__Task instructions__:
Gather each line containing the string "past" from these entries.

__Records for processing__:
Start of Block
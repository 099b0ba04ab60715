//! Bi-temporal behavior through the full ingestion flow: idempotency,
//! supersession, snapshots, and the non-lossy extraction guarantee.

use std::sync::Arc;

use chrono::Utc;
use tempograph_config::TempographConfig;
use tempograph_core::{EpisodeContent, PartitionFilter};
use tempograph_engine::{Engine, EngineError, IngestRequest};
use tempograph_extraction::{MockEmbedder, MockExtractor};

fn engine() -> Engine {
    Engine::new(
        TempographConfig::default(),
        Arc::new(MockExtractor::new()),
        Arc::new(MockEmbedder::new()),
    )
}

fn fast_retry_config() -> TempographConfig {
    let mut config = TempographConfig::default();
    config.retry.base_delay_ms = 1;
    config
}

fn ingest_request(tenant: &str, text: &str) -> IngestRequest {
    IngestRequest {
        data: EpisodeContent::Text(text.into()),
        context: None,
        reference_time: None,
        tenant_id: Some(tenant.into()),
        tenant_context: None,
        customer_context: None,
    }
}

#[tokio::test]
async fn test_duplicate_ingest_new_episode_single_fact() {
    let engine = engine();
    let line = "Alice | works_at | Acme | Alice works at Acme | 2024-01-15T00:00:00Z";

    let first = engine.ingest(ingest_request("t1", line)).await.unwrap();
    assert_eq!(first.facts_created, 1);
    assert_eq!(first.entities_created, 2);

    let second = engine.ingest(ingest_request("t1", line)).await.unwrap();
    assert_eq!(second.facts_created, 0);
    assert_eq!(second.facts_duplicated, 1);
    assert_eq!(second.entities_created, 0);
    assert_eq!(second.entities_merged, 2);

    // two episodes, one fact, both episodes in the fact's provenance
    let stats = engine.stats("t1");
    assert_eq!(stats.episode_count, 2);
    assert_eq!(stats.current_fact_count, 1);

    let facts = engine
        .store()
        .facts(&PartitionFilter::one("t1"), None, None);
    assert_eq!(facts.len(), 1);
    assert_eq!(facts[0].episodes.len(), 2);
    assert!(facts[0].episodes.contains(&first.episode_id));
    assert!(facts[0].episodes.contains(&second.episode_id));
}

#[tokio::test]
async fn test_contradiction_supersedes_and_snapshot_recovers_old_belief() {
    let engine = engine();
    let filter = PartitionFilter::one("t1");

    engine
        .ingest(ingest_request(
            "t1",
            "Bob | role_at | Acme | Bob is an engineer at Acme | 2023-06-01T00:00:00Z",
        ))
        .await
        .unwrap();
    let after_first = Utc::now();

    let second = engine
        .ingest(ingest_request(
            "t1",
            "Bob | role_at | Acme | Bob is a manager at Acme | 2024-02-01T00:00:00Z",
        ))
        .await
        .unwrap();
    assert_eq!(second.facts_created, 1);
    assert_eq!(second.facts_superseded, 1);

    // current view: only the manager fact
    let current = engine.store().facts(&filter, None, None);
    assert_eq!(current.len(), 1);
    assert!(current[0].assertion.contains("manager"));
    assert!(current[0].expired_at.is_none());

    // the engineer fact survives with both timelines closed
    let snapshot = engine.store().facts(&filter, None, Some(after_first));
    assert_eq!(snapshot.len(), 1);
    assert!(snapshot[0].assertion.contains("engineer"));
    assert!(snapshot[0].expired_at.is_some());
    assert!(snapshot[0].invalid_at.is_some());

    let stats = engine.stats("t1");
    assert_eq!(stats.current_fact_count, 1);
    assert_eq!(stats.expired_fact_count, 1);
}

#[tokio::test]
async fn test_caller_supplied_event_time_flows_to_facts() {
    let engine = engine();
    let past = "2020-05-01T12:00:00Z".parse().unwrap();
    let mut request = ingest_request("t1", "Alice | joined | Acme | Alice joined Acme");
    request.reference_time = Some(past);

    engine.ingest(request).await.unwrap();
    let facts = engine
        .store()
        .facts(&PartitionFilter::one("t1"), None, None);
    // no explicit date on the line, so the fact inherits the episode's event time
    assert_eq!(facts[0].valid_at, past);
    assert!(facts[0].recorded_at > past);
}

#[tokio::test]
async fn test_extraction_failure_keeps_episode() {
    let engine = Engine::new(
        fast_retry_config(),
        Arc::new(MockExtractor::failing()),
        Arc::new(MockEmbedder::new()),
    );

    let response = engine
        .ingest(ingest_request("t1", "Alice | knows | Bob | Alice knows Bob"))
        .await
        .unwrap();
    assert!(response.warning.is_some());
    assert_eq!(response.facts_created, 0);
    assert_eq!(response.entities_created, 0);

    // the raw episode is retained for later re-processing
    let stats = engine.stats("t1");
    assert_eq!(stats.episode_count, 1);
    assert_eq!(stats.entity_count, 0);
    let episodes = engine.episodes("t1", 10, 0);
    assert_eq!(episodes[0].id, response.episode_id);
}

#[tokio::test]
async fn test_structured_content_is_ingestable() {
    let engine = engine();
    let request = IngestRequest {
        data: EpisodeContent::Structured(serde_json::json!({
            "note": "Alice | works_at | Acme | Alice works at Acme"
        })),
        context: None,
        reference_time: None,
        tenant_id: Some("t1".into()),
        tenant_context: None,
        customer_context: None,
    };
    let response = engine.ingest(request).await.unwrap();
    assert!(response.warning.is_none());
    assert_eq!(engine.stats("t1").episode_count, 1);
}

#[tokio::test]
async fn test_delete_episode_cascades_and_reports_missing() {
    let engine = engine();
    let first = engine
        .ingest(ingest_request("t1", "Alice | knows | Bob | Alice knows Bob"))
        .await
        .unwrap();

    engine.delete_episode("t1", first.episode_id).unwrap();
    // the fact's only provenance is gone, so the fact goes with it
    assert_eq!(engine.stats("t1").current_fact_count, 0);
    assert_eq!(engine.stats("t1").episode_count, 0);

    assert!(matches!(
        engine.delete_episode("t1", first.episode_id),
        Err(EngineError::EpisodeNotFound(_))
    ));
}

#[tokio::test]
async fn test_delete_entity_removes_incident_facts() {
    let engine = engine();
    engine
        .ingest(ingest_request("t1", "Alice | knows | Bob | Alice knows Bob"))
        .await
        .unwrap();
    let alice = engine.entities("t1", Some("alice"), 10, 0).remove(0);

    engine.delete_entity("t1", alice.id).unwrap();
    assert_eq!(engine.stats("t1").current_fact_count, 0);
    assert_eq!(engine.entities("t1", None, 10, 0).len(), 1, "Bob remains");
}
End of Block
__Expected answer__:
    let past = "2020-05-01T12:00:00Z".parse().unwrap();
    request.reference_time = Some(past);
    assert_eq!(facts[0].valid_at, past);
    assert!(facts[0].recorded_at > past);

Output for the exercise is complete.